Kevin P. Nolan, State's Attorney, of Tuscola (Patrick Delfino, David J. Robinson, and Perry L. Miller, all of State's Attorneys Appellate Prosecutor's Office, of counsel), for the People.
JUSTICE CARTER delivered the judgment of the court, with opinion. Justices O'Brien and Schmidt concurred in the judgment and opinion.
[¶1] Defendant, Keith Clark, argues that the evidence at his trial was insufficient to prove beyond a reasonable doubt that he was armed with a firearm during the commission of a robbery. Additionally, defendant argues that the trial court erred in failing to give a jury instruction defining " firearm" and that defense counsel's failure to tender such an instruction constituted ineffective assistance of counsel. Defendant also argues that certain fines and fees were improperly assessed against him.
[¶2] We affirm defendant's conviction, as we find that: (1) the evidence at trial, when viewed in the light most favorable to the State, was sufficient to prove beyond a reasonable doubt that defendant carried a firearm; (2) the failure to give a jury instruction defining " firearm" did not constitute plain error; and (3) the failure of defense counsel to tender a jury instruction did not prejudice defendant. Pursuant to the State's confession of error, we remand the cause for proper entry of an order for fines and fees.
[¶4] Defendant was charged by indictment with armed robbery (720 ILCS 5/18-2(a)(2) (West 2010)), alleging that defendant, while armed with a rifle, took property from the person or presence of Habib Bilfaqi by threatening the imminent use of force at a time when defendant was 15
years of age or older but under 17 years of age.
[¶5] A jury trial was held. Bilfaqi testified that he was working as a delivery driver for Bacci's, a pizzeria, on the evening of the incident. Between 2 and 3 a.m., Bilfaqi was driving his car to deliver two pizzas to a customer at an apartment complex. Pavel Chernyshev, a coworker, was riding in Bilfaqi's passenger seat. Bilfaqi called the customer three to five times because he was having trouble finding the address the customer had given him. Bilfaqi believed the customer sounded male. Bilfaqi drove to one location, and the customer told him to drive to a different one. Bilfaqi reached the second location and the customer was not there. Eventually, the customer said that he saw Bilfaqi's car and told him to stop.
[¶6] Bilfaqi got out of the car, still talking to the customer on the phone. Bilfaqi was holding the pizza bag. The customer told him to come up to the door. Bilfaqi went up to the apartment door and waited for awhile. There was another apartment door to his right, but to his left was just the corner of the building. The area was fairly dark, but there were some lights. While still on the telephone, Bilfaqi asked the customer where he was. A man holding a black rifle then approached Bilfaqi from his left. The man was approximately six feet tall, weighed 175 to 180 pounds, was African American, appeared to be in his mid-twenties, and had a " soul patch." He was wearing a black hoodie or jacket, black pants, and a black hat. Nothing was covering his face. He stopped approximately 20 to 30 feet from Bilfaqi. Bilfaqi later identified defendant as the man who robbed him.

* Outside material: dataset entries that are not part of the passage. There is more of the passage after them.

//! Engine configuration.
//!
//! Hosts configure the engine once at startup. Everything has a sensible
//! default, so `EngineConfig::default()` is enough for an in-memory engine.

use std::path::{Path, PathBuf};
use std::time::Duration;

use serde::{Deserialize, Serialize};

use crate::error::{PersistError, PersistResult};

/// Namespace used for zones created through this engine.
pub const DEFAULT_NAMESPACE: &str = "zones";

/// Engine configuration.
#[derive(Clone, Debug, PartialEq, Eq, Serialize, Deserialize)]
#[serde(default)]
pub struct EngineConfig {
    /// Root directory for all persisted data.
    pub data_dir: PathBuf,

    /// Sub-directory of `data_dir` holding zone records, one folder per
    /// namespace.
    pub zones_dir: String,

    /// Record name (without extension) of the defaults document, stored
    /// directly under `data_dir`.
    pub defaults_record: String,

    /// Namespace newly registered zones are saved under.
    pub namespace: String,

    /// How long a bounds preview stays visible before it is reverted.
    #[serde(with = "duration_secs")]
    pub bounds_preview: Duration,

    /// Most blocks a single bounds preview highlights.
    pub preview_block_limit: usize,
}

impl Default for EngineConfig {
    fn default() -> Self {
        Self {
            data_dir: PathBuf::from("config/zone"),
            zones_dir: "zones".to_string(),
            defaults_record: "defaults".to_string(),
            namespace: DEFAULT_NAMESPACE.to_string(),
            bounds_preview: Duration::from_secs(10),
            preview_block_limit: 4096,
        }
    }
}

impl EngineConfig {
    /// Read a configuration document. Missing fields take their defaults.
    pub fn from_file(path: impl AsRef<Path>) -> PersistResult<Self> {
        let path = path.as_ref();
        let text = std::fs::read_to_string(path).map_err(|source| PersistError::Io {
            path: path.display().to_string(),
            source,
        })?;
        serde_json::from_str(&text).map_err(|source| PersistError::Encoding {
            path: path.display().to_string(),
            source,
        })
    }

    /// Set the data directory.
    #[must_use]
    pub fn with_data_dir(mut self, dir: impl Into<PathBuf>) -> Self {
        self.data_dir = dir.into();
        self
    }

    /// Set the namespace for newly registered zones.
    #[must_use]
    pub fn with_namespace(mut self, namespace: impl Into<String>) -> Self {
        self.namespace = namespace.into();
        self
    }

    /// Set the bounds preview duration.
    #[must_use]
    pub fn with_bounds_preview(mut self, duration: Duration) -> Self {
        self.bounds_preview = duration;
        self
    }

    /// Set the block cap of a bounds preview.
    #[must_use]
    pub fn with_preview_block_limit(mut self, limit: usize) -> Self {
        self.preview_block_limit = limit;
        self
    }

    /// Directory holding zone record namespaces.
    #[must_use]
    pub fn zones_path(&self) -> PathBuf {
        self.data_dir.join(&self.zones_dir)
    }
}

mod duration_secs {
    use std::time::Duration;

    use serde::{Deserialize, Deserializer, Serializer};

    pub fn serialize<S: Serializer>(duration: &Duration, serializer: S) -> Result<S::Ok, S::Error> {
        serializer.serialize_f64(duration.as_secs_f64())
    }

    pub fn deserialize<'de, D: Deserializer<'de>>(deserializer: D) -> Result<Duration, D::Error> {
        let secs = f64::deserialize(deserializer)?;
        if !secs.is_finite() || secs < 0.0 {
            return Err(serde::de::Error::custom("duration must be a non-negative number of seconds"));
        }
        Ok(Duration::from_secs_f64(secs))
    }
}
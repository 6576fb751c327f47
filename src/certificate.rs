use chrono::{DateTime, Utc};
use der_parser::asn1_rs::{FromDer, Oid, Tag};
use der_parser::oid;
use x509_parser::prelude::{AttributeTypeAndValue, X509Certificate, X509Name};

use crate::error::{PdfVerifyError, Result};

pub const OID_RDN_COMMON_NAME: Oid<'static> = oid!(2.5.4.3);
pub const OID_RDN_SERIAL_NUMBER: Oid<'static> = oid!(2.5.4.5);
pub const OID_RDN_COUNTRY: Oid<'static> = oid!(2.5.4.6);
pub const OID_RDN_LOCALITY: Oid<'static> = oid!(2.5.4.7);
pub const OID_RDN_STATE: Oid<'static> = oid!(2.5.4.8);
pub const OID_RDN_ORGANIZATION: Oid<'static> = oid!(2.5.4.10);
pub const OID_RDN_UID: Oid<'static> = oid!(0.9.2342.19200300.100.1.1);

const OID_KEY_RSA: Oid<'static> = oid!(1.2.840.113549.1.1.1);
const OID_KEY_EC: Oid<'static> = oid!(1.2.840.10045.2.1);

const OID_CURVE_P256: Oid<'static> = oid!(1.2.840.10045.3.1.7);
const OID_CURVE_P384: Oid<'static> = oid!(1.3.132.0.34);
const OID_CURVE_P521: Oid<'static> = oid!(1.3.132.0.35);
const OID_CURVE_SECP256K1: Oid<'static> = oid!(1.3.132.0.10);

/// Certificado X.509 com o DER retido; os acessores reparseiam sob demanda
/// com o x509-parser.
#[derive(Clone)]
pub struct Certificate {
  der_bytes: Vec<u8>,
}

impl Certificate {
  pub fn from_der(der: Vec<u8>) -> Result<Self> {
    // Valida o DER já na construção
    X509Certificate::from_der(&der)
      .map_err(|e| PdfVerifyError::CertParseError(format!("{:?}", e)))?;
    Ok(Self { der_bytes: der })
  }

  fn parsed(&self) -> Result<X509Certificate<'_>> {
    X509Certificate::from_der(&self.der_bytes)
      .map(|(_, cert)| cert)
      .map_err(|e| PdfVerifyError::CertParseError(format!("{:?}", e)))
  }

  pub fn subject_attr(&self, oid: &Oid) -> Option<String> {
    let cert = self.parsed().ok()?;
    name_attr(cert.subject(), oid)
  }

  pub fn issuer_attr(&self, oid: &Oid) -> Option<String> {
    let cert = self.parsed().ok()?;
    name_attr(cert.issuer(), oid)
  }

  pub fn not_before(&self) -> Option<DateTime<Utc>> {
    let cert = self.parsed().ok()?;
    DateTime::from_timestamp(cert.validity().not_before.timestamp(), 0)
  }

  pub fn not_after(&self) -> Option<DateTime<Utc>> {
    let cert = self.parsed().ok()?;
    DateTime::from_timestamp(cert.validity().not_after.timestamp(), 0)
  }

  /// SubjectPublicKeyInfo completo, em DER, pronto para os verificadores.
  pub fn spki_der(&self) -> Option<Vec<u8>> {
    let cert = self.parsed().ok()?;
    Some(cert.public_key().raw.to_vec())
  }

  /// Família da chave pública ("RSA" / "ECDSA").
  pub fn key_family(&self) -> Option<&'static str> {
    let cert = self.parsed().ok()?;
    let alg = &cert.public_key().algorithm.algorithm;
    if *alg == OID_KEY_RSA {
      Some("RSA")
    } else if *alg == OID_KEY_EC {
      Some("ECDSA")
    } else {
      None
    }
  }

  /// Bits do módulo (RSA) ou da ordem da curva (ECDSA).
  pub fn key_size(&self) -> Option<u32> {
    use x509_parser::public_key::PublicKey;

    let cert = self.parsed().ok()?;
    let spki = cert.public_key();
    match spki.parsed().ok()? {
      PublicKey::RSA(rsa) => Some(big_int_bits(rsa.modulus)),
      PublicKey::EC(_) => {
        let params = spki.algorithm.parameters.as_ref()?;
        let curve = Oid::try_from(params.clone()).ok()?;
        curve_bits(&curve)
      }
      _ => None,
    }
  }

  /// Metade hash do `signatureAlgorithm` do certificado ("sha256", ...);
  /// quando o OID não é reconhecido, cai no nome da família da chave.
  pub fn hash_algorithm(&self) -> Option<String> {
    let cert = self.parsed().ok()?;
    let oid = cert.signature_algorithm.algorithm.to_string();
    match sig_alg_hash_name(&oid) {
      Some(name) => Some(name.to_string()),
      None => self.key_family().map(|family| family.to_string()),
    }
  }

  /// Subject == issuer, comparados pelo DER cru dos Names.
  pub fn is_self_signed(&self) -> bool {
    match self.parsed() {
      Ok(cert) => cert.subject().as_raw() == cert.issuer().as_raw(),
      Err(_) => false,
    }
  }
}

fn name_attr(name: &X509Name, oid: &Oid) -> Option<String> {
  name
    .iter_by_oid(oid)
    .next()
    .and_then(attr_value_to_string)
}

/// Converte o valor de um RDN para UTF-8. O x509-parser resolve
/// UTF8String/PrintableString/IA5String; BMPString (UTF-16BE) é decodificado
/// à mão.
fn attr_value_to_string(attr: &AttributeTypeAndValue) -> Option<String> {
  if let Ok(text) = attr.as_str() {
    return Some(text.to_string());
  }
  let any = attr.attr_value();
  if any.tag() == Tag::BmpString {
    let units: Vec<u16> = any
      .data
      .chunks_exact(2)
      .map(|c| u16::from_be_bytes([c[0], c[1]]))
      .collect();
    return String::from_utf16(&units).ok();
  }
  None
}

/// Bits significativos de um inteiro big-endian sem sinal.
fn big_int_bits(bytes: &[u8]) -> u32 {
  let mut slice = bytes;
  while !slice.is_empty() && slice[0] == 0 {
    slice = &slice[1..];
  }
  match slice.first() {
    None => 0,
    Some(first) => (slice.len() as u32 - 1) * 8 + (8 - first.leading_zeros()),
  }
}

fn curve_bits(curve: &Oid) -> Option<u32> {
  if *curve == OID_CURVE_P256 || *curve == OID_CURVE_SECP256K1 {
    Some(256)
  } else if *curve == OID_CURVE_P384 {
    Some(384)
  } else if *curve == OID_CURVE_P521 {
    Some(521)
  } else {
    None
  }
}

fn sig_alg_hash_name(oid: &str) -> Option<&'static str> {
  match oid {
    // RSA PKCS#1 v1.5
    "1.2.840.113549.1.1.5" => Some("sha1"),
    "1.2.840.113549.1.1.11" => Some("sha256"),
    "1.2.840.113549.1.1.12" => Some("sha384"),
    "1.2.840.113549.1.1.13" => Some("sha512"),
    "1.2.840.113549.1.1.14" => Some("sha224"),
    // ECDSA
    "1.2.840.10045.4.1" => Some("sha1"),
    "1.2.840.10045.4.3.1" => Some("sha224"),
    "1.2.840.10045.4.3.2" => Some("sha256"),
    "1.2.840.10045.4.3.3" => Some("sha384"),
    "1.2.840.10045.4.3.4" => Some("sha512"),
    _ => None,
  }
}

#[cfg(test)]
mod tests {
  use super::*;

  #[test]
  fn test_from_der_rejects_garbage() {
    let result = Certificate::from_der(vec![0u8; 32]);
    assert!(matches!(result, Err(PdfVerifyError::CertParseError(_))));
  }

  #[test]
  fn test_big_int_bits() {
    assert_eq!(big_int_bits(&[0x00, 0x80, 0x00]), 16);
    assert_eq!(big_int_bits(&[0x01]), 1);
    assert_eq!(big_int_bits(&[0xff; 256]), 2048);
    assert_eq!(big_int_bits(&[0x00]), 0);
  }

  #[test]
  fn test_sig_alg_hash_name() {
    assert_eq!(sig_alg_hash_name("1.2.840.113549.1.1.11"), Some("sha256"));
    assert_eq!(sig_alg_hash_name("1.2.840.10045.4.3.2"), Some("sha256"));
    assert_eq!(sig_alg_hash_name("1.2.3.4"), None);
  }

  #[test]
  fn test_curve_bits() {
    assert_eq!(curve_bits(&OID_CURVE_P256), Some(256));
    assert_eq!(curve_bits(&OID_CURVE_P384), Some(384));
    assert_eq!(curve_bits(&oid!(1.2.3)), None);
  }
}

[¶7] The man pointed the rifle directly at Bilfaqi; the rifle had a red laser pointer for tracking, which was lit up. The man told Bilfaqi to drop the pizza bag and money. Bilfaqi dropped the bag and the money he was carrying in his pockets--approximately $20 to $30--and ran to his car. The man said, " Only $20?" and made some derogatory comments. The entire incident lasted approximately five seconds.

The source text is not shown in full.